Whilst acknowledging that the ancient Egyptian population was 'mixed', a fact confirmed by all the anthropological analyses, writers nevertheless speak of an Egyptian 'race', linking it to a well defined human type, the white, 'Hamitic' branch, also called 'Caucasoid', 'Mediterranean', 'Europid' or 'Eurafricanid'. There is a contradiction here: all the anthropologists agree in stressing the sizeable proportion of the Negroid element--almost a third and sometimes more--in the ethnic [i.e. biological] mixture of the ancient Egyptian 'population', but nobody has yet defined what is meant by the term 'Negroid', nor has any explanation been proffered as to how this Negroid element, by mingling with a 'Mediterranean' component often present in smaller proportions, could be assimilated into a purely Caucasoid race."

- Jean Vercoutter [5]

As regards definitions, Afrocentrists allege that European scholars carefully define black peoples as narrowly as possible, creating an extreme "true negro" south of the Sahara, while allocating all else not meeting the extreme type to "Caucasoid" groupings, including Ethiopians, Egyptians and Nubians (C. G. Seligman's Races of Africa, 1966)[6] French historian Jean Verncoutter (quoted above) argues that selective grouping is common among scholars where the ethnicity of the ancient Egyptians is involved, with Negroid remains being routinely classified as "Mediterranean" even though they were recorded in substantial numbers by archaeological workers ( Vercoutter 1978- The Peopling of ancient Egypt)[7] Afrocentrists also point of the work of Czech anthropologist Eugene Strouhal which describes both physical, cultural and material links of ancient Egypt with the peoples of Nubia and the Sahara, ( Strouhal (1968, 1971- Strouhal, E., ‘Evidence of the early penetration of Negroes into prehistoric Egypt)[8], the analyses of Falkenburger (1947) which show a clear Negroid element, especially in the southern population and sometimes as predominating in the predynastic period[9], and the research of archealogist Bruce Williams which argues for a Nubian influence on formation of the Egyptian kingships. [10] They also cite recent mainstream restudies which confirm the "mixed" character of the Egyptian people.[11]
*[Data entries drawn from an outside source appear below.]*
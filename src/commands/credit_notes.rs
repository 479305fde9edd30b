use rusqlite::{params, Row};

use crate::commands::{next_document_number, round_money};
use crate::db::Database;
use crate::error::{AppError, AppResult};
use crate::models::{CreateCreditNote, CreditNote};
use crate::validation;

fn note_from_row(row: &Row<'_>) -> rusqlite::Result<CreditNote> {
    Ok(CreditNote {
        id: row.get(0)?,
        sale_id: row.get(1)?,
        note_number: row.get(2)?,
        reason: row.get(3)?,
        amount: row.get(4)?,
        created_at: row.get(5)?,
    })
}

/// Issues a credit note; the sum credited on a sale never exceeds its total.
pub fn create_credit_note(db: &Database, note: CreateCreditNote) -> AppResult<CreditNote> {
    let reason = note.reason.trim().to_string();
    validation::min_len("Reason", &reason, 3)?;
    validation::positive("Amount", note.amount)?;
    let amount = round_money(note.amount);

    let conn = db.lock()?;

    let sale_total: f64 = conn
        .query_row("SELECT total FROM sales WHERE id = ?1", [note.sale_id], |row| {
            row.get(0)
        })
        .map_err(|e| match e {
            rusqlite::Error::QueryReturnedNoRows => AppError::not_found("Sale", note.sale_id),
            other => other.into(),
        })?;
    let credited: f64 = conn.query_row(
        "SELECT COALESCE(SUM(amount), 0) FROM credit_notes WHERE sale_id = ?1",
        [note.sale_id],
        |row| row.get(0),
    )?;

    let available = round_money(sale_total - credited);
    if amount > available + 1e-9 {
        return Err(AppError::validation(format!(
            "Credit amount ({:.2}) exceeds what is left to credit on the sale ({:.2})",
            amount, available
        )));
    }

    let note_number = next_document_number(&conn, "credit_notes", "note_number", "NC")?;
    conn.execute(
        "INSERT INTO credit_notes (sale_id, note_number, reason, amount) VALUES (?1, ?2, ?3, ?4)",
        params![note.sale_id, note_number, reason, amount],
    )?;
    let id = conn.last_insert_rowid();

    tracing::info!(id, sale_id = note.sale_id, amount, "credit note issued");

    let created = conn.query_row(
        "SELECT id, sale_id, note_number, reason, amount, created_at FROM credit_notes WHERE id = ?1",
        [id],
        note_from_row,
    )?;
    Ok(created)
}

pub fn get_credit_notes_for_sale(db: &Database, sale_id: i64) -> AppResult<Vec<CreditNote>> {
    let conn = db.lock()?;

    let mut stmt = conn.prepare(
        "SELECT id, sale_id, note_number, reason, amount, created_at
         FROM credit_notes
         WHERE sale_id = ?1
         ORDER BY id",
    )?;
    let notes = stmt
        .query_map([sale_id], note_from_row)?
        .collect::<Result<Vec<_>, _>>()?;

    Ok(notes)
}

pub fn get_credit_note(db: &Database, id: i64) -> AppResult<CreditNote> {
    let conn = db.lock()?;

    conn.query_row(
        "SELECT id, sale_id, note_number, reason, amount, created_at FROM credit_notes WHERE id = ?1",
        [id],
        note_from_row,
    )
    .map_err(|e| match e {
        rusqlite::Error::QueryReturnedNoRows => AppError::not_found("Credit note", id),
        other => other.into(),
    })
}

pub fn delete_credit_note(db: &Database, id: i64) -> AppResult<()> {
    let conn = db.lock()?;

    let deleted = conn.execute("DELETE FROM credit_notes WHERE id = ?1", [id])?;
    if deleted == 0 {
        return Err(AppError::not_found("Credit note", id));
    }

    tracing::info!(id, "credit note deleted");
    Ok(())
}
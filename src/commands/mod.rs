pub mod categories;
pub mod credit_notes;
pub mod expenses;
pub mod meat_cuts;
pub mod offline;
pub mod products;
pub mod profiles;
pub mod reports;
pub mod sales;
pub mod supermarket;

use chrono::Local;
use rusqlite::{params, Connection};

use crate::error::AppResult;

/// Today's local date as stored in `YYYY-MM-DD` columns.
pub fn today() -> String {
    Local::now().format("%Y-%m-%d").to_string()
}

/// Rounds a money amount to cêntimos.
pub fn round_money(value: f64) -> f64 {
    (value * 100.0).round() / 100.0
}

/// Next document number of the day, e.g. `VD-20240315-0007`.
///
/// The sequence restarts every local day and continues from the highest
/// number on file.
pub(crate) fn next_document_number(
    conn: &Connection,
    table: &str,
    column: &str,
    prefix: &str,
) -> AppResult<String> {
    let day_prefix = format!("{}-{}-", prefix, Local::now().format("%Y%m%d"));

    // Numeric max: past 9999 the text order no longer matches
    let last: Option<i64> = conn.query_row(
        &format!(
            "SELECT MAX(CAST(substr({column}, ?2) AS INTEGER)) FROM {table} WHERE {column} LIKE ?1"
        ),
        params![format!("{}%", day_prefix), day_prefix.len() as i64 + 1],
        |row| row.get(0),
    )?;
    let next = last.unwrap_or(0) + 1;

    Ok(format!("{}{:04}", day_prefix, next))
}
Afrocentrists also allege that the academy has continued to use theories of white civilizers flowing into Africa to explain the civilizations there, being unwilling to attribute any elaborate developments to blacks. Ironically, prominent Afrocentric critic Mary Lefkowitz at times finds some common ground with Afrocentrists. In her "Not Out Of Africa"[12], Lefkowitz notes that a number of earlier historical theories suggesting Caucasians initially sweeping into ancient Egypt from the north have been rendered untenable by modern research, which suggests a movement of peoples from the South, up from the Sahara into the Nilotic zone.

"Recent work on skeletons and DNA suggests that the people who settled in the Nile valley, like all of humankind, came from somewhere south of the Sahara; they were not (as some nineteenth-century scholars had supposed) invaders from the North. See Bruce G. Trigger, "The Rise of Civilization in Egypt," Cambridge History of Africa (Cambridge, Cambridge University Press, 1982), vol I, pp 489-90; S. O. Y. Keita, "Studies and Comments on Ancient Egyptian Biological Relationships," History in Africa 20 (1993) 129-54."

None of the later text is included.